Their voices drop. They’re not whispering, but are speaking just low enough that the words lose their edges and blur into something I can only hear bits of.
But I’ve become a good listener since I entered the Rot. My weeks inside have taught me to catch fragments, at least enough to know what the hell is going on around me. I don’t hear everything they’re saying, but the few words I do catch spell out all I need to know.
Liability.
That’s Sting.
Perimeter.
Armen.
Can’t just let her walk.
I don’t know whose mouth that came from. Doesn’t matter. All three of them are thinking it.
Mara’s been watching the guys since they gathered in the corner, her eyes tracking their body language, their dropped voices, and the awkwardness of a conversation she’s not invited to. She doesn’t know the Rot’s rules. She doesn’t know the hierarchy, the protocols, the invisible lines that govern who speaks, listens, and decides. But she knows power when she sees it and knows her immediate future lies in their hands.
“They’re deciding what to do with me,” she says. “Aren’t they?”
Her voice is steady. The steadiness of someone who knows that the next few minutes will determine her fate and that she’ll face it with her eyes open.
As if she has a choice.
I don’t lie to her. I don’t lie to Mara, not even when the truth was cruel and the kindness of a lie would have been better.
“Yeah. They are.”
She nods once. Slow. Processing. “What are the options?”
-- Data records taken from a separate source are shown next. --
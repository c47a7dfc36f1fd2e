//! Colored segment bands and value-to-color resolution.
//!
//! Segments are stored unordered and keyed by their lower threshold. Every
//! resolution pass re-sorts them into a fresh ascending sequence; nothing
//! is mutated in place.

use std::cmp::Ordering;

use serde::{Deserialize, Serialize};

use crate::color::{Color, ColorResolver, CssColor};

/// A color band starting at `from` and extending to the next segment's
/// threshold. The first segment also covers everything below its threshold
/// and the last extends upward without bound.
#[derive(Debug, Clone, PartialEq, Serialize, Deserialize)]
pub struct Segment {
    /// Lower threshold of the band
    pub from: f64,
    /// Band color
    pub color: CssColor,
    /// Optional label shown by badge renderings
    #[serde(default, skip_serializing_if = "Option::is_none")]
    pub label: Option<String>,
}

impl Segment {
    /// Create a segment with no label.
    #[must_use]
    pub fn new(from: f64, color: impl Into<CssColor>) -> Self {
        Self {
            from,
            color: color.into(),
            label: None,
        }
    }

    /// Set the label.
    #[must_use]
    pub fn label(mut self, label: impl Into<String>) -> Self {
        self.label = Some(label.into());
        self
    }
}

/// Sort segments ascending by threshold into a new vector.
///
/// The sort is stable: segments with equal `from` keep their original list
/// order, so of two equal thresholds the later-listed one wins the
/// last-match color scan. NaN thresholds compare equal and stay put.
#[must_use]
pub fn sort_segments(segments: &[Segment]) -> Vec<Segment> {
    let mut sorted = segments.to_vec();
    sorted.sort_by(|a, b| a.from.partial_cmp(&b.from).unwrap_or(Ordering::Equal));
    sorted
}

/// Index of the segment containing `value` in an ascending-sorted slice:
/// the last segment whose threshold the value meets, falling back to the
/// first segment for values below every threshold.
fn bucket_index(value: f64, sorted: &[Segment]) -> usize {
    let mut index = 0;
    for (i, segment) in sorted.iter().enumerate().skip(1) {
        if value >= segment.from {
            index = i;
        }
    }
    index
}

/// Resolve the color for `value` against a segment list.
///
/// Returns `None` for an empty list so the caller can fall back to a theme
/// default. In smooth mode the selected and following segment colors are
/// resolved to RGB (via `resolver` for custom properties) and blended by
/// the value's fractional position between their thresholds; past the last
/// threshold the final color is returned without extrapolation. If either
/// endpoint cannot be resolved into RGB the selected segment's color is
/// returned unblended.
#[must_use]
pub fn compute_segments(
    value: f64,
    segments: &[Segment],
    smooth: bool,
    resolver: Option<&dyn ColorResolver>,
) -> Option<String> {
    if segments.is_empty() {
        return None;
    }
    let sorted = sort_segments(segments);
    let index = bucket_index(value, &sorted);
    let segment = &sorted[index];

    if !smooth {
        return Some(segment.color.as_css());
    }

    let next = sorted.get(index + 1).unwrap_or(segment);
    let (Some(a), Some(b)) = (
        segment.color.to_color(resolver),
        next.color.to_color(resolver),
    ) else {
        return Some(segment.color.as_css());
    };

    let span = next.from - segment.from;
    let t = if span > 0.0 {
        (value - segment.from) / span
    } else {
        0.0
    };
    Some(a.lerp(b, t).to_rgb_string())
}

/// Resolve the label for `value`.
///
/// Scans the sorted list from the top and returns the first segment whose
/// threshold the value meets. Unlike the color scan this does not fall back
/// to the first segment for values below every threshold; the two rules are
/// exercised by different render paths and are intentionally kept distinct.
#[must_use]
pub fn segment_label(value: f64, segments: &[Segment]) -> Option<String> {
    let sorted = sort_segments(segments);
    sorted
        .iter()
        .rev()
        .find(|segment| value >= segment.from)
        .and_then(|segment| segment.label.clone())
}

/// Resolve `value` to a concrete [`Color`] for callers that need RGB (the
/// history-graph gradient), applying the same bucket selection as
/// [`compute_segments`].
#[must_use]
pub fn segment_color(
    value: f64,
    segments: &[Segment],
    resolver: Option<&dyn ColorResolver>,
) -> Option<Color> {
    if segments.is_empty() {
        return None;
    }
    let sorted = sort_segments(segments);
    sorted[bucket_index(value, &sorted)].color.to_color(resolver)
}
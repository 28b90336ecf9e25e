// src/debug/visualization/mod.rs
pub mod svg;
I shake my head. I don’t know which of us is more nervous. “Don’t know yet.”
“But the options are not good, are they?”
“They’re not… going to be simple,” I say. “You’ve seen this place. You’ve seen the club. You know I’m… with these guys. That’s a lot of information they don’t want a stranger to have.”
“I’m not going to tell anyone.”
“I know that but they don’t.”
She looks at me with an expression I haven’t seen from her before. Not fear, exactly, but something like it. As if she’s realizing she may just have wasted her time coming to “rescue” me, and that she’s put herself in some grave danger.
She’s not wrong.
“Vi,” she says. “Are you safe with them?”
The question should be easy to answer but it isn’t.